Brussels, 02/08/2012 (Agence Europe) - The Italian prime minister, Mario Monti, and his Spanish counterpart, Mariano Rajoy, said at a joint press conference after their meeting in Madrid on Thursday 2 August 2012 that they will be working more closely to solve the debt problems facing the eurozone in general and their two countries in particular. The Italian prime minister said he would be “studying” the option of making an official request for activation of the European Financial Stability Fund (EFSF) to ensure reduction in the spread for Italian bonds (in other words, the high interest rates), whereas Mariano Rajoy refused to comment.

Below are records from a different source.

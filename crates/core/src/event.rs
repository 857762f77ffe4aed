use serde::{Deserialize, Serialize};

use crate::stage::StageId;
use crate::BatchId;

#[derive(Debug, Clone, Copy, Serialize, Deserialize, PartialEq, Eq, Hash)]
#[serde(rename_all = "snake_case")]
pub enum EventKind {
    /// A machine reported it is running its unit.
    Started,
    /// A machine was turned off: processing finished, material released downstream.
    TurnedOff,
    /// A machine reported an idle or completion status through the legacy status line.
    Idle,
    BatchRequested,
    BatchCompleted,
    AgingCompleted,
    Unrecognized,
}

/// One parsed fact from the live feed.
#[derive(Debug, Clone, Serialize, Deserialize, PartialEq, Eq)]
pub struct Event {
    pub batch_id: Option<BatchId>,
    pub machine: Option<StageId>,
    pub kind: EventKind,
}

impl Event {
    pub fn new(kind: EventKind, machine: Option<StageId>, batch_id: Option<BatchId>) -> Self {
        Self { batch_id, machine, kind }
    }

    pub fn unrecognized() -> Self {
        Self::new(EventKind::Unrecognized, None, None)
    }

    pub fn is_recognized(&self) -> bool {
        self.kind != EventKind::Unrecognized
    }

    /// Whether this event reports a stage handing its unit downstream.
    pub fn is_handoff(&self) -> bool {
        matches!(self.kind, EventKind::TurnedOff | EventKind::Idle)
    }
}
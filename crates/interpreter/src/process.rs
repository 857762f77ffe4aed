//! Backend process names and status vocabularies.

use std::sync::LazyLock;

use cf_core::StageId;

/// Backend process name → stage. Covers the suffixed electrode names, the `_cell` shared-line
/// names and the older unsuffixed shared-line names.
pub const PROCESS_TABLE: &[(&str, StageId)] = &[
    ("mixing_anode", StageId::AnodeMixing),
    ("mixing_cathode", StageId::CathodeMixing),
    ("coating_anode", StageId::AnodeCoating),
    ("coating_cathode", StageId::CathodeCoating),
    ("drying_anode", StageId::AnodeDrying),
    ("drying_cathode", StageId::CathodeDrying),
    ("calendaring_anode", StageId::AnodeCalendaring),
    ("calendaring_cathode", StageId::CathodeCalendaring),
    ("slitting_anode", StageId::AnodeSlitting),
    ("slitting_cathode", StageId::CathodeSlitting),
    ("inspection_anode", StageId::AnodeInspection),
    ("inspection_cathode", StageId::CathodeInspection),
    ("rewinding_cell", StageId::Rewinding),
    ("electrolyte_filling_cell", StageId::ElectrolyteFilling),
    ("formation_cycling_cell", StageId::FormationCycling),
    ("aging_cell", StageId::Aging),
    ("rewinding", StageId::Rewinding),
    ("electrolyte_filling", StageId::ElectrolyteFilling),
    ("formation_cycling", StageId::FormationCycling),
    ("aging", StageId::Aging),
];

pub const COMPLETION_STATUSES: &[&str] = &[
    "mixing_completed",
    "coating_completed",
    "drying_completed",
    "calendaring_completed",
    "slitting_completed",
    "inspection_completed",
    "rewinding_completed",
    "electrolyte_filling_completed",
    "formation_cycling_completed",
    "aging_completed",
    "simulation_completed",
    "completed",
    "finished",
    "done",
    "idle",
];

pub const RUNNING_STATUSES: &[&str] = &[
    "mixing_started",
    "coating_started",
    "drying_started",
    "calendaring_started",
    "slitting_started",
    "inspection_started",
    "rewinding_started",
    "electrolyte_filling_started",
    "formation_cycling_started",
    "aging_started",
    "machine_turned_on",
    "simulation_started",
    "simulation_progress",
    "running",
];

/// Table entries ordered longest name first, so `aging_cell` is tried before `aging`.
static BY_LENGTH: LazyLock<Vec<(&'static str, StageId)>> = LazyLock::new(|| {
    let mut table = PROCESS_TABLE.to_vec();
    table.sort_by(|a, b| b.0.len().cmp(&a.0.len()));
    table
});

/// Exact lookup of a process name (case-insensitive).
pub fn lookup(name: &str) -> Option<StageId> {
    let name = name.trim();
    PROCESS_TABLE
        .iter()
        .find(|(process, _)| process.eq_ignore_ascii_case(name))
        .map(|(_, stage)| *stage)
}

/// Resolves a process or machine name: backend process name first, then a stage label.
pub fn resolve(name: &str) -> Option<StageId> {
    lookup(name).or_else(|| name.parse::<StageId>().ok())
}

/// Finds the longest process name embedded anywhere in already-lowercased text.
pub fn find_in(lowered: &str) -> Option<StageId> {
    BY_LENGTH
        .iter()
        .find(|(process, _)| lowered.contains(process))
        .map(|(_, stage)| *stage)
}

#[derive(Debug, Clone, Copy, PartialEq, Eq)]
pub enum StatusClass {
    Completion,
    Running,
}

pub fn classify_status(status: &str) -> Option<StatusClass> {
    let status = status.trim().to_ascii_lowercase();
    if COMPLETION_STATUSES.contains(&status.as_str()) {
        Some(StatusClass::Completion)
    } else if RUNNING_STATUSES.contains(&status.as_str()) {
        Some(StatusClass::Running)
    } else {
        None
    }
}
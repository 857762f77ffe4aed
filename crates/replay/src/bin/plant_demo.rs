use std::path::PathBuf;

use anyhow::{Context, Result};
use clap::Parser;
use tracing::info;

use cf_core::{Line, Stage, StageGraph};
use cf_replay::ViewFrame;
use cf_runtime::metrics::StepTimer;
use cf_runtime::{init_tracing, CellflowConfig, Pipeline};

/// Drive the pipeline with a synthetic feed of overlapping batches.
#[derive(Debug, Parser)]
#[command(name = "plant_demo")]
struct Args {
    /// Number of batches to push through the plant
    #[arg(long, default_value_t = 3)]
    batches: u64,
    /// Milliseconds between consecutive batch requests
    #[arg(long, default_value_t = 2_500)]
    stagger: u64,
    /// Base processing time of one stage in milliseconds
    #[arg(long, default_value_t = 1_000)]
    stage_ms: u64,
    #[arg(long)]
    config: Option<PathBuf>,
}

/// Backend process name for a stage, in the `<process>_<line>` form the simulation emits.
fn process_name(stage: &Stage) -> String {
    let base = stage
        .label
        .split_whitespace()
        .filter(|word| !matches!(*word, "Anode" | "Cathode"))
        .collect::<Vec<_>>()
        .join("_")
        .to_ascii_lowercase();
    match stage.line {
        Line::Anode => format!("{base}_anode"),
        Line::Cathode => format!("{base}_cathode"),
        Line::Shared => format!("{base}_cell"),
    }
}

/// Synthetic feed for one batch, mixing the three message shapes the backend produces.
fn batch_feed(graph: &StageGraph, batch: u64, start_ms: u64, stage_ms: u64) -> Vec<(u64, String)> {
    let mut feed = vec![(start_ms, format!("(Batch {batch}) batch_requested"))];
    let mut line_done = [start_ms, start_ms];

    for (slot, line) in [Line::Anode, Line::Cathode].into_iter().enumerate() {
        let mut t = start_ms;
        for stage in graph.line(line) {
            // The cathode line runs a little slower so the merge waits on it.
            t += stage_ms + (slot as u64) * stage_ms / 4;
            let raw = if stage.ordinal % 2 == 0 {
                format!("(Batch {batch}) {}: machine_turned_off", process_name(stage))
            } else {
                format!(
                    r#"{{"process_name":"{}","status":"idle","data":{{"batch_id":{batch},"message":"machine turned off"}}}}"#,
                    process_name(stage)
                )
            };
            feed.push((t, raw));
        }
        line_done[slot] = t;
        let side = line.as_str();
        feed.push((t, format!("(Batch {batch}) batch_completed_{side}_line")));
    }

    let mut t = line_done[0].max(line_done[1]);
    for stage in graph.line(Line::Shared) {
        t += stage_ms;
        feed.push((
            t,
            format!("[{t}] (Batch {batch}) {}: idle - machine turned off", process_name(stage)),
        ));
    }
    feed.push((t + 1, format!("(Batch {batch}) batch_completed_cell_line")));
    feed.push((t + 2, format!("(Batch {batch}) batch_completed")));
    feed
}

fn main() -> Result<()> {
    let args = Args::parse();
    let cfg = CellflowConfig::load(args.config.as_deref()).context("loading configuration")?;
    init_tracing(&cfg.logging.filter);
    info!(batches = args.batches, stagger = args.stagger, "plant_demo starting");

    let graph = StageGraph::standard();
    let mut feed: Vec<(u64, String)> = (0..args.batches)
        .flat_map(|b| batch_feed(&graph, b + 1, b * args.stagger, args.stage_ms))
        .collect();
    feed.sort_by_key(|(t, _)| *t);
    feed.push((u64::MAX, String::from("Battery manufacturing finished!")));

    let mut pipeline = Pipeline::new(cfg.engine);
    let end_ms = feed_end(&feed);
    let timer = StepTimer::start();
    for (step, (t, raw)) in feed.iter().enumerate() {
        let step_timer = StepTimer::start();
        let at_ms = (*t).min(end_ms);
        let (event, outcome) = pipeline.ingest(raw, at_ms);
        if outcome.view_dirty() {
            let frame = ViewFrame::capture(pipeline.engine(), at_ms, Some(event));
            info!(
                step,
                duration_us = step_timer.elapsed().as_micros() as u64,
                "{}",
                frame.to_text()
            );
        }
    }

    let final_snapshot = pipeline.metrics().snapshot();
    info!(?final_snapshot, "final metrics summary");
    println!("{}", final_snapshot.to_json_line("plant_demo", Some(timer.elapsed())));
    Ok(())
}

/// Latest real timestamp in the feed; the closing plant message is applied there.
fn feed_end(feed: &[(u64, String)]) -> u64 {
    feed.iter()
        .map(|(t, _)| *t)
        .filter(|t| *t != u64::MAX)
        .max()
        .unwrap_or(0)
}
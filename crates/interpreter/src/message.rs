//! Boundary normalization: JSON envelopes and bare status lines become one `FeedMessage`.

use std::sync::LazyLock;

use regex::Regex;
use serde::Deserialize;

use cf_core::BatchId;

/// `(Batch 7)` anywhere in a message.
static BATCH_RE: LazyLock<Regex> = LazyLock::new(|| {
    Regex::new(r"(?i)\(\s*batch\s+([^)\s]+)\s*\)").expect("batch regex must compile")
});

/// `[timestamp] process: status - message`, timestamp and message optional.
static LEGACY_RE: LazyLock<Regex> = LazyLock::new(|| {
    Regex::new(
        r"(?x)
          ^\s*
          (?:\[(?P<timestamp>[^\]]*)\]\s*)?
          (?P<process>[^:\[\]]+?)\s*:\s*
          (?P<status>[A-Za-z_]+)\s*
          (?:-\s*.*)?
          $",
    )
    .expect("legacy status regex must compile")
});

#[derive(Debug, Deserialize)]
struct Envelope {
    process_name: Option<String>,
    machine_id: Option<String>,
    status: String,
    timestamp: Option<String>,
    data: Option<EnvelopeData>,
}

#[derive(Debug, Deserialize)]
struct EnvelopeData {
    batch_id: Option<serde_json::Value>,
    message: Option<String>,
}

/// Fields of a legacy status line.
#[derive(Debug, Clone, PartialEq, Eq)]
pub struct StatusLine<'a> {
    pub process: &'a str,
    pub status: &'a str,
}

#[derive(Debug, Clone, PartialEq, Eq)]
pub struct FeedMessage {
    pub text: String,
    pub lowered: String,
    pub timestamp: Option<String>,
    pub batch_id: Option<BatchId>,
}

impl FeedMessage {
    pub fn normalize(raw: &str) -> Self {
        let trimmed = raw.trim();
        if trimmed.starts_with('{') {
            if let Ok(envelope) = serde_json::from_str::<Envelope>(trimmed) {
                return Self::from_envelope(envelope);
            }
        }
        let timestamp = LEGACY_RE
            .captures(trimmed)
            .and_then(|caps| caps.name("timestamp"))
            .map(|m| m.as_str().to_string());
        Self::new(trimmed.to_string(), timestamp, batch_token(trimmed))
    }

    fn from_envelope(envelope: Envelope) -> Self {
        let process = envelope
            .process_name
            .or(envelope.machine_id)
            .unwrap_or_default();
        let (message, data_batch) = match envelope.data {
            Some(data) => (data.message, data.batch_id.as_ref().and_then(batch_value)),
            None => (None, None),
        };
        let text = match message {
            Some(message) => format!("{}: {} - {}", process, envelope.status, message),
            None => format!("{}: {}", process, envelope.status),
        };
        let batch_id = batch_token(&text).or(data_batch);
        Self::new(text, envelope.timestamp, batch_id)
    }

    fn new(text: String, timestamp: Option<String>, batch_id: Option<BatchId>) -> Self {
        let lowered = text.to_ascii_lowercase();
        Self {
            text,
            lowered,
            timestamp,
            batch_id,
        }
    }

    pub fn contains(&self, needle: &str) -> bool {
        self.lowered.contains(needle)
    }

    /// Parses the text as a legacy status line, ignoring any `(Batch N)` tokens.
    pub fn status_line(&self) -> Option<StatusLine<'_>> {
        let caps = LEGACY_RE.captures(&self.text)?;
        let process = caps.name("process")?.as_str();
        let process = strip_batch_token(process);
        if process.is_empty() {
            return None;
        }
        Some(StatusLine {
            process,
            status: caps.name("status")?.as_str(),
        })
    }
}

fn batch_token(text: &str) -> Option<BatchId> {
    BATCH_RE
        .captures(text)
        .and_then(|caps| caps.get(1))
        .map(|m| m.as_str().to_string())
}

fn batch_value(value: &serde_json::Value) -> Option<BatchId> {
    match value {
        serde_json::Value::String(s) if !s.trim().is_empty() => Some(s.trim().to_string()),
        serde_json::Value::Number(n) => Some(n.to_string()),
        _ => None,
    }
}

/// Drops a leading `(Batch N)` from a captured process name.
fn strip_batch_token(process: &str) -> &str {
    match BATCH_RE.find(process) {
        Some(m) if m.start() == 0 || process[..m.start()].trim().is_empty() => {
            process[m.end()..].trim()
        }
        _ => process.trim(),
    }
}
use std::sync::atomic::{AtomicU64, Ordering};
use std::sync::Arc;
use std::time::{Duration, Instant};

use serde::Serialize;

use cf_engine::ApplyOutcome;

#[derive(Clone, Default)]
pub struct MetricsRegistry {
    inner: Arc<MetricsInner>,
}

#[derive(Default)]
struct MetricsInner {
    messages: AtomicU64,
    recognized: AtomicU64,
    unrecognized: AtomicU64,
    ignored: AtomicU64,
    batches_created: AtomicU64,
    batches_completed: AtomicU64,
    flows_started: AtomicU64,
    active_batches_peak: AtomicU64,
}

impl MetricsRegistry {
    pub fn inc_messages(&self, delta: u64) {
        self.inner.messages.fetch_add(delta, Ordering::Relaxed);
    }

    pub fn inc_recognized(&self, delta: u64) {
        self.inner.recognized.fetch_add(delta, Ordering::Relaxed);
    }

    pub fn inc_unrecognized(&self, delta: u64) {
        self.inner.unrecognized.fetch_add(delta, Ordering::Relaxed);
    }

    pub fn inc_ignored(&self, delta: u64) {
        self.inner.ignored.fetch_add(delta, Ordering::Relaxed);
    }

    pub fn inc_batches_created(&self, delta: u64) {
        self.inner.batches_created.fetch_add(delta, Ordering::Relaxed);
    }

    pub fn inc_batches_completed(&self, delta: u64) {
        self.inner.batches_completed.fetch_add(delta, Ordering::Relaxed);
    }

    pub fn inc_flows_started(&self, delta: u64) {
        self.inner.flows_started.fetch_add(delta, Ordering::Relaxed);
    }

    pub fn record_active_peak(&self, active: u64) {
        self.inner
            .active_batches_peak
            .fetch_max(active, Ordering::Relaxed);
    }

    /// Counts what one applied event did.
    pub fn record_outcome(&self, outcome: &ApplyOutcome) {
        if outcome.ignored.is_some() {
            self.inc_ignored(1);
        }
        if outcome.batch_created.is_some() {
            self.inc_batches_created(1);
        }
        if outcome.batch_removed.is_some() {
            self.inc_batches_completed(1);
        }
        if !outcome.flows_started.is_empty() {
            self.inc_flows_started(outcome.flows_started.len() as u64);
        }
    }

    pub fn snapshot(&self) -> MetricsSnapshot {
        MetricsSnapshot {
            messages: self.inner.messages.load(Ordering::Relaxed),
            recognized: self.inner.recognized.load(Ordering::Relaxed),
            unrecognized: self.inner.unrecognized.load(Ordering::Relaxed),
            ignored: self.inner.ignored.load(Ordering::Relaxed),
            batches_created: self.inner.batches_created.load(Ordering::Relaxed),
            batches_completed: self.inner.batches_completed.load(Ordering::Relaxed),
            flows_started: self.inner.flows_started.load(Ordering::Relaxed),
            active_batches_peak: self.inner.active_batches_peak.load(Ordering::Relaxed),
        }
    }
}

#[derive(Debug, Clone, Copy, Serialize, PartialEq, Eq)]
pub struct MetricsSnapshot {
    pub messages: u64,
    pub recognized: u64,
    pub unrecognized: u64,
    pub ignored: u64,
    pub batches_created: u64,
    pub batches_completed: u64,
    pub flows_started: u64,
    pub active_batches_peak: u64,
}

impl MetricsSnapshot {
    pub fn to_json_line(&self, label: &str, elapsed: Option<Duration>) -> String {
        #[derive(Serialize)]
        struct Snapshot<'a> {
            label: &'a str,
            #[serde(flatten)]
            counters: &'a MetricsSnapshot,
            elapsed_ms: Option<u128>,
        }

        let payload = Snapshot {
            label,
            counters: self,
            elapsed_ms: elapsed.map(|d| d.as_millis()),
        };
        serde_json::to_string(&payload).unwrap_or_else(|_| String::from("{}"))
    }
}

pub struct StepTimer {
    start: Instant,
}

impl StepTimer {
    pub fn start() -> Self {
        Self { start: Instant::now() }
    }

    pub fn elapsed(&self) -> Duration {
        self.start.elapsed()
    }
}
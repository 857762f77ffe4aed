//! End-to-end feed scenarios: raw text through the interpreter and the batch engine.

use std::sync::mpsc;
use std::thread;

use cf_core::{MachineStatus, StageId};
use cf_engine::{EngineConfig, IgnoreReason};
use cf_runtime::{Envelope, Pipeline};
use cf_views::MachineView;

fn replay(feed: &[&str]) -> Pipeline {
    let mut pipeline = Pipeline::default();
    for (i, raw) in feed.iter().enumerate() {
        pipeline.ingest(raw, i as u64 * 10);
    }
    pipeline
}

fn running_view(stages: &[StageId]) -> MachineView {
    stages.iter().map(|s| (*s, MachineStatus::Running)).collect()
}

#[test]
fn mixing_handoff_in_either_order() {
    let orders = [
        ["(Batch 7) mixing_anode: machine_turned_off", "(Batch 7) mixing_cathode: machine_turned_off"],
        ["(Batch 7) mixing_cathode: machine_turned_off", "(Batch 7) mixing_anode: machine_turned_off"],
    ];
    for order in orders {
        let mut pipeline = replay(&["(Batch 7) batch_requested"]);
        for raw in order {
            pipeline.ingest(raw, 100);
        }
        let batch = pipeline.engine().batch("7").expect("batch 7");
        assert_eq!(batch.status(StageId::AnodeCoating), Some(MachineStatus::Running));
        assert_eq!(batch.status(StageId::CathodeCoating), Some(MachineStatus::Running));
    }
}

#[test]
fn batch_seven_scenario_view() {
    let mut pipeline = replay(&[
        "(Batch 7) batch_requested",
        "(Batch 7) mixing_anode: machine_turned_off",
        "(Batch 7) mixing_cathode: machine_turned_off",
    ]);
    pipeline.advance_to(60_000);
    assert_eq!(
        pipeline.engine().view(),
        &running_view(&[StageId::AnodeCoating, StageId::CathodeCoating])
    );
    assert!(pipeline.engine().batch("7").is_some());
    assert!(pipeline.engine().active_flows().is_empty());
}

#[test]
fn repeated_turned_off_is_idempotent() {
    let feed = [
        "(Batch 1) batch_requested",
        "(Batch 1) coating_anode: machine_turned_off",
    ];
    let mut once = replay(&feed);
    let mut twice = replay(&feed);
    twice.ingest("(Batch 1) coating_anode: machine_turned_off", 10);

    assert_eq!(once.engine().batch("1"), twice.engine().batch("1"));
    once.advance_to(60_000);
    twice.advance_to(60_000);
    assert_eq!(once.engine().view(), twice.engine().view());
}

#[test]
fn rewinding_needs_both_inspections() {
    let mut pipeline = replay(&[
        "(Batch 2) batch_requested",
        "(Batch 2) inspection_anode: machine_turned_off",
    ]);
    let batch = pipeline.engine().batch("2").unwrap();
    assert_eq!(batch.status(StageId::Rewinding), None);
    assert!(!pipeline.engine().view().is_running(StageId::Rewinding));

    pipeline.ingest("(Batch 2) inspection_cathode: machine_turned_off", 50);
    let batch = pipeline.engine().batch("2").unwrap();
    assert_eq!(batch.status(StageId::Rewinding), Some(MachineStatus::Running));
}

#[test]
fn requested_then_completed_then_requested_again() {
    let mut pipeline = replay(&["(Batch 3) batch_requested", "(Batch 3) batch_completed"]);
    assert!(pipeline.engine().batch("3").is_none());
    assert!(pipeline.engine().view().is_empty());

    pipeline.ingest("(Batch 3) batch_requested", 100);
    let batch = pipeline.engine().batch("3").expect("recreated");
    assert_eq!(batch.status(StageId::AnodeMixing), Some(MachineStatus::Running));
    assert_eq!(batch.status(StageId::CathodeMixing), Some(MachineStatus::Running));
}

#[test]
fn rerequest_while_anode_line_is_past_coating() {
    let mut pipeline = replay(&[
        "(Batch 1) batch_requested",
        "(Batch 1) mixing_anode: machine_turned_off",
        "(Batch 1) coating_anode: machine_turned_off",
        "(Batch 1) batch_requested",
    ]);
    let (_, outcome) = pipeline.ingest("(Batch 1) mixing_anode: machine_turned_off", 40);
    assert_eq!(outcome.ignored, None);

    let batch = pipeline.engine().batch("1").unwrap();
    assert_eq!(batch.status(StageId::AnodeMixing), Some(MachineStatus::Idle));
    assert_eq!(batch.status(StageId::AnodeCoating), Some(MachineStatus::Running));
    assert_eq!(batch.status(StageId::CathodeMixing), Some(MachineStatus::Running));
}

#[test]
fn per_line_completion_keeps_batch() {
    let mut pipeline = replay(&[
        "(Batch 4) batch_requested",
        "(Batch 4) batch_completed_anode_line",
        "(Batch 4) batch_completed_cathode_line",
        "(Batch 4) batch_completed_cell_line",
    ]);
    assert!(pipeline.engine().batch("4").is_some());
    pipeline.ingest("(Batch 4) batch_completed", 100);
    assert!(pipeline.engine().batch("4").is_none());
}

#[test]
fn garbage_among_valid_messages_is_ignored() {
    let clean = replay(&[
        "(Batch 5) batch_requested",
        "(Batch 5) mixing_anode: machine_turned_off",
    ]);
    let noisy = replay(&[
        "(Batch 5) batch_requested",
        "\u{0}\u{7f}}{ not a status ::: -",
        "(Batch 5) mixing_anode: machine_turned_off",
    ]);
    assert_eq!(clean.engine().batch("5"), noisy.engine().batch("5"));
    assert_eq!(clean.engine().view(), noisy.engine().view());

    let snap = noisy.metrics().snapshot();
    assert_eq!(snap.messages, 3);
    assert_eq!(snap.unrecognized, 1);
    assert_eq!(snap.ignored, 1);
}

#[test]
fn unknown_batch_is_not_created_implicitly() {
    let mut pipeline = Pipeline::default();
    let (_, outcome) = pipeline.ingest("(Batch 8) drying_cathode: machine_turned_off", 0);
    assert_eq!(outcome.ignored, Some(IgnoreReason::UnknownBatch));
    assert_eq!(pipeline.engine().batch_count(), 0);
}

#[test]
fn full_batch_through_json_envelopes() {
    let envelope = |process: &str, status: &str| {
        format!(
            r#"{{"process_name":"{process}","status":"{status}","timestamp":"2025-06-01T10:00:00","data":{{"batch_id":11}}}}"#
        )
    };
    let mut pipeline = Pipeline::default();
    let mut t = 0;
    let mut push = |pipeline: &mut Pipeline, raw: String| {
        t += 10;
        pipeline.ingest(&raw, t);
    };

    push(&mut pipeline, envelope("plant_simulation", "batch_requested"));
    for stage in ["mixing", "coating", "drying", "calendaring", "slitting", "inspection"] {
        push(&mut pipeline, envelope(&format!("{stage}_anode"), "idle"));
        push(&mut pipeline, envelope(&format!("{stage}_cathode"), "idle"));
    }
    assert!(pipeline.engine().view().is_running(StageId::Rewinding));

    for stage in ["rewinding_cell", "electrolyte_filling_cell", "formation_cycling_cell"] {
        push(&mut pipeline, envelope(stage, "idle"));
    }
    assert!(pipeline.engine().view().is_running(StageId::Aging));

    push(&mut pipeline, envelope("aging_cell", "idle"));
    assert!(pipeline.engine().batch("11").is_some());

    push(&mut pipeline, envelope("plant_simulation", "batch_completed"));
    assert!(pipeline.engine().batch("11").is_none());

    let snap = pipeline.metrics().snapshot();
    assert_eq!(snap.batches_created, 1);
    assert_eq!(snap.batches_completed, 1);
    assert_eq!(snap.unrecognized, 0);
    assert_eq!(snap.flows_started, 10 + 1 + 3);
}

#[test]
fn overlapping_batches_share_the_view() {
    let mut pipeline = replay(&[
        "(Batch 1) batch_requested",
        "(Batch 1) mixing_anode: machine_turned_off",
        "(Batch 2) batch_requested",
    ]);
    pipeline.advance_to(60_000);
    let view = pipeline.engine().view();
    assert!(view.is_running(StageId::AnodeMixing));
    assert!(view.is_running(StageId::AnodeCoating));
    assert!(view.is_running(StageId::CathodeMixing));
    assert_eq!(pipeline.engine().batch_count(), 2);
}

#[test]
fn aging_completed_is_cosmetic() {
    let mut pipeline = replay(&["(Batch 6) batch_requested", "Battery manufacturing finished!"]);
    assert!(pipeline
        .engine()
        .view()
        .iter()
        .all(|(_, status)| status == MachineStatus::Completed));
    assert!(pipeline.engine().batch("6").is_some());

    let cfg = EngineConfig {
        aging_marks_completed: false,
        ..EngineConfig::default()
    };
    let mut quiet = Pipeline::new(cfg);
    quiet.ingest("(Batch 6) batch_requested", 0);
    quiet.ingest("(Batch 6) aging_completed", 1);
    assert!(quiet.engine().view().is_running(StageId::AnodeMixing));
    pipeline.reset();
    assert_eq!(pipeline.engine().batch_count(), 0);
}

#[test]
fn channel_fed_pipeline() {
    let (tx, rx) = mpsc::channel();
    let producer = thread::spawn(move || {
        for (i, raw) in [
            "(Batch 9) batch_requested",
            "(Batch 9) mixing_anode: machine_turned_off",
            "(Batch 9) mixing_cathode: machine_turned_off",
        ]
        .into_iter()
        .enumerate()
        {
            tx.send(Envelope::new(raw, i as u64)).unwrap();
        }
    });

    let mut pipeline = Pipeline::default();
    let applied = pipeline.run(rx);
    producer.join().unwrap();

    assert_eq!(applied, 3);
    let batch = pipeline.engine().batch("9").unwrap();
    assert_eq!(batch.status(StageId::AnodeCoating), Some(MachineStatus::Running));
    assert_eq!(batch.status(StageId::CathodeCoating), Some(MachineStatus::Running));
}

The reactions of Monti and Rajoy were eagerly awaited after the statement made by the head of the ECB, Mario Draghi, after the meeting of the ECB Governing Council earlier the same day (see separate article above). By stating that, if necessary, the ECB would buy up bonds on the secondary markets of struggling eurozone countries, as long as an official request for activation of the EFSF (or ESM) has already been made, the ECB president disappointed the financial markets because last week, he said the ECB would do “whatever it takes to save the euro”. Draghi hinted that, “in its current form”, the idea of granting the European Stability Mechanism a banking licence so it could bail out Spanish banks would contravene the EU treaties. The markets did not take long to react - the stock market fell in eurozone countries, with Spanish bank shares taking a hit.
During the day, the Spanish government managed to successfully roll over two, four and ten-year bonds totalling €3.13 billion, beating its €3 billion target. The average yield on the ten-year bonds was 6.65% (compared with 6.43% for the previous ten-year issue), sharply down on the over 7% demanded in the past week. (FG/transl.fl)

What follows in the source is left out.